Grandstaff v. State
In Grandstaff v. State, 171 P.3d 1176 (Alaska App. 2007), the defendant was also convicted of numerous counts of unlawfully distributing controlled substances by writing prescriptions that served no medical purpose. Grandstaff argued that the superior court's instructions to the jury erroneously allowed the jury to convict him of those offenses if the State proved that his decision to write the prescriptions fell below the standard of practice "generally recognized and adopted within the medical community," even if he honestly believed there was a medical purpose for writing the prescriptions.
In other words, Grandstaff argued that the instructions allowed the jury to convict him for medical malpractice. He also argued that the instructions allowed the jury to convict him if he had some non-medical purpose for prescribing the drugs, even if he also had a proper medical purpose.
In Grandstaff, the Court acknowledged that the instruction defining "legitimate medical purpose" in terms of the standard of practice generally accepted in the medical community, considered in isolation, potentially violated due process by allowing the jury to convict the defendant of a criminal offense for providing negligent medical care.
The Court also acknowledged that a jury instruction that allowed the jury to convict the defendant if he had any non-medical purpose for writing a prescription -- even if he also had a medical purpose -- might also violate due process.
The Court noted, for instance, that it would be unconscionable to convict a doctor for prescribing a medication for valid medical reasons just because the doctor also hoped that the success of his treatment decisions would improve his reputation and allow his practice to grow.

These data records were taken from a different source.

//! RAG (Retrieval-Augmented Generation) for question answering over a transcript.

pub mod context;
mod response;

pub use context::ContextBuilder;
pub use response::{RagEngine, RagResponse};

use crate::vector_store::SearchResult;

/// A retrieved chunk used as answer context.
#[derive(Debug, Clone)]
pub struct ContextChunk {
    /// Text content.
    pub content: String,
    /// Similarity score.
    pub score: f32,
    /// Splitting order of the source chunk.
    pub chunk_order: usize,
}

impl From<SearchResult> for ContextChunk {
    fn from(result: SearchResult) -> Self {
        Self {
            content: result.document.content,
            score: result.score,
            chunk_order: result.document.chunk_order,
        }
    }
}
//! Transcript acquisition.
//!
//! Resolves a video identifier from user input and fetches its captions
//! through a [`TranscriptFetcher`].

mod youtube;

pub use youtube::YoutubeTranscriptFetcher;

use crate::error::{CompanionError, Result};
use async_trait::async_trait;
use regex::Regex;
use serde::{Deserialize, Serialize};
use std::sync::LazyLock;

/// Matches the 11-character id after `v=` or a path separator.
static URL_ID_REGEX: LazyLock<Regex> = LazyLock::new(|| {
    Regex::new(r"(?:v=|/)([0-9A-Za-z_-]{11})").expect("video id pattern is valid")
});

static BARE_ID_REGEX: LazyLock<Regex> =
    LazyLock::new(|| Regex::new(r"^[0-9A-Za-z_-]{11}$").expect("bare id pattern is valid"));

/// Caption language offered by the companion.
#[derive(Debug, Clone, Copy, PartialEq, Eq, Hash, Serialize, Deserialize, Default)]
pub enum Language {
    #[default]
    #[serde(rename = "en")]
    English,
    #[serde(rename = "hi")]
    Hindi,
}

impl Language {
    /// ISO 639-1 code used by the caption API.
    pub fn code(&self) -> &'static str {
        match self {
            Language::English => "en",
            Language::Hindi => "hi",
        }
    }

    pub fn is_english(&self) -> bool {
        matches!(self, Language::English)
    }
}

impl std::str::FromStr for Language {
    type Err = String;

    fn from_str(s: &str) -> std::result::Result<Self, Self::Err> {
        match s.trim().to_lowercase().as_str() {
            "en" | "english" => Ok(Language::English),
            "hi" | "hindi" => Ok(Language::Hindi),
            _ => Err(format!("Unsupported language: {} (expected en or hi)", s)),
        }
    }
}

impl std::fmt::Display for Language {
    fn fmt(&self, f: &mut std::fmt::Formatter<'_>) -> std::fmt::Result {
        write!(f, "{}", self.code())
    }
}

/// An 11-character YouTube video identifier.
#[derive(Debug, Clone, PartialEq, Eq, Hash, Serialize, Deserialize)]
#[serde(transparent)]
pub struct VideoId(String);

impl VideoId {
    pub fn as_str(&self) -> &str {
        &self.0
    }

    /// Watch URL for this video.
    pub fn watch_url(&self) -> String {
        format!("https://www.youtube.com/watch?v={}", self.0)
    }
}

impl std::fmt::Display for VideoId {
    fn fmt(&self, f: &mut std::fmt::Formatter<'_>) -> std::fmt::Result {
        f.write_str(&self.0)
    }
}

/// Extract the video id from a YouTube URL or a bare id.
pub fn extract_video_id(input: &str) -> Result<VideoId> {
    let input = input.trim();

    if BARE_ID_REGEX.is_match(input) {
        return Ok(VideoId(input.to_string()));
    }

    URL_ID_REGEX
        .captures(input)
        .and_then(|caps| caps.get(1))
        .map(|m| VideoId(m.as_str().to_string()))
        .ok_or_else(|| {
            CompanionError::InvalidUrl(format!(
                "'{}'. Please enter a valid video link.",
                input
            ))
        })
}

/// One caption fragment as returned by the caption API.
#[derive(Debug, Clone, Serialize, Deserialize)]
pub struct CaptionFragment {
    pub text: String,
    pub start_seconds: f64,
    pub duration_seconds: f64,
}

impl CaptionFragment {
    pub fn new(text: impl Into<String>, start_seconds: f64, duration_seconds: f64) -> Self {
        Self {
            text: text.into(),
            start_seconds,
            duration_seconds,
        }
    }
}

/// The full caption text of a video in one language.
#[derive(Debug, Clone, Serialize, Deserialize)]
pub struct Transcript {
    pub video_id: VideoId,
    pub language: Language,
    pub text: String,
    /// Number of caption fragments the text was joined from.
    pub fragment_count: usize,
}

impl Transcript {
    /// Join caption fragments with single spaces.
    pub fn from_fragments(video_id: VideoId, language: Language, fragments: &[CaptionFragment]) -> Self {
        let text = fragments
            .iter()
            .map(|f| f.text.as_str())
            .collect::<Vec<_>>()
            .join(" ");

        Self {
            video_id,
            language,
            text,
            fragment_count: fragments.len(),
        }
    }

    /// Replace the text with its English translation.
    pub fn into_translated(self, english_text: String) -> Self {
        Self {
            text: english_text,
            language: Language::English,
            ..self
        }
    }

    pub fn is_empty(&self) -> bool {
        self.text.trim().is_empty()
    }

    /// Length of the text in characters.
    pub fn char_count(&self) -> usize {
        self.text.chars().count()
    }
}

/// Source of caption fragments.
#[async_trait]
pub trait TranscriptFetcher: Send + Sync {
    /// Fetch the ordered caption fragments for a video in one language.
    async fn fetch_fragments(&self, video_id: &VideoId, language: Language) -> Result<Vec<CaptionFragment>>;

    /// Fetch and join the captions into a transcript.
    async fn fetch(&self, video_id: &VideoId, language: Language) -> Result<Transcript> {
        let fragments = self.fetch_fragments(video_id, language).await?;
        Ok(Transcript::from_fragments(video_id.clone(), language, &fragments))
    }
}

#[cfg(test)]
mod tests {
    use super::*;
    use rstest::rstest;

    #[rstest]
    #[case("https://youtu.be/dQw4w9WgXcQ", "dQw4w9WgXcQ")]
    #[case("https://www.youtube.com/watch?v=dQw4w9WgXcQ", "dQw4w9WgXcQ")]
    #[case("https://www.youtube.com/watch?v=dQw4w9WgXcQ&t=42s", "dQw4w9WgXcQ")]
    #[case("https://youtube.com/embed/dQw4w9WgXcQ", "dQw4w9WgXcQ")]
    #[case("https://m.youtube.com/watch?feature=share&v=a-B_c1D2e3F", "a-B_c1D2e3F")]
    #[case("dQw4w9WgXcQ", "dQw4w9WgXcQ")]
    fn test_extract_video_id(#[case] input: &str, #[case] expected: &str) {
        assert_eq!(extract_video_id(input).unwrap().as_str(), expected);
    }

    #[rstest]
    #[case("")]
    #[case("not a url")]
    #[case("https://youtu.be/short")]
    #[case("https://www.youtube.com/watch?v=abc")]
    fn test_extract_video_id_rejects(#[case] input: &str) {
        let err = extract_video_id(input).unwrap_err();
        assert!(matches!(err, CompanionError::InvalidUrl(_)));
    }

    #[test]
    fn test_language_parsing() {
        assert_eq!("en".parse::<Language>().unwrap(), Language::English);
        assert_eq!("HI".parse::<Language>().unwrap(), Language::Hindi);
        assert!("fr".parse::<Language>().is_err());
        assert_eq!(Language::Hindi.to_string(), "hi");
    }

    #[test]
    fn test_transcript_joins_fragments_with_spaces() {
        let fragments = vec![
            CaptionFragment::new("never gonna", 0.0, 1.5),
            CaptionFragment::new("give you up", 1.5, 2.0),
        ];
        let id = extract_video_id("dQw4w9WgXcQ").unwrap();
        let transcript = Transcript::from_fragments(id, Language::English, &fragments);

        assert_eq!(transcript.text, "never gonna give you up");
        assert_eq!(transcript.fragment_count, 2);
    }

    #[test]
    fn test_translation_keeps_id_and_switches_language() {
        let id = extract_video_id("dQw4w9WgXcQ").unwrap();
        let transcript = Transcript::from_fragments(
            id.clone(),
            Language::Hindi,
            &[CaptionFragment::new("नमस्ते", 0.0, 1.0)],
        );

        let translated = transcript.into_translated("hello".to_string());
        assert_eq!(translated.video_id, id);
        assert_eq!(translated.language, Language::English);
        assert_eq!(translated.text, "hello");
    }
}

But the Court found no error in Grandstaff's case because the instruction defining the elements of the charged offenses of misconduct involving a controlled substance required the State to prove beyond a reasonable doubt that Grandstaff recklessly disregarded the fact that the prescriptions he wrote served no legitimate medical purpose. As the Court explained, "the elements instruction required the State to prove that there was no valid medical purpose for writing the prescriptions -- and that Grandstaff knew of, or was at least reckless concerning, this circumstance."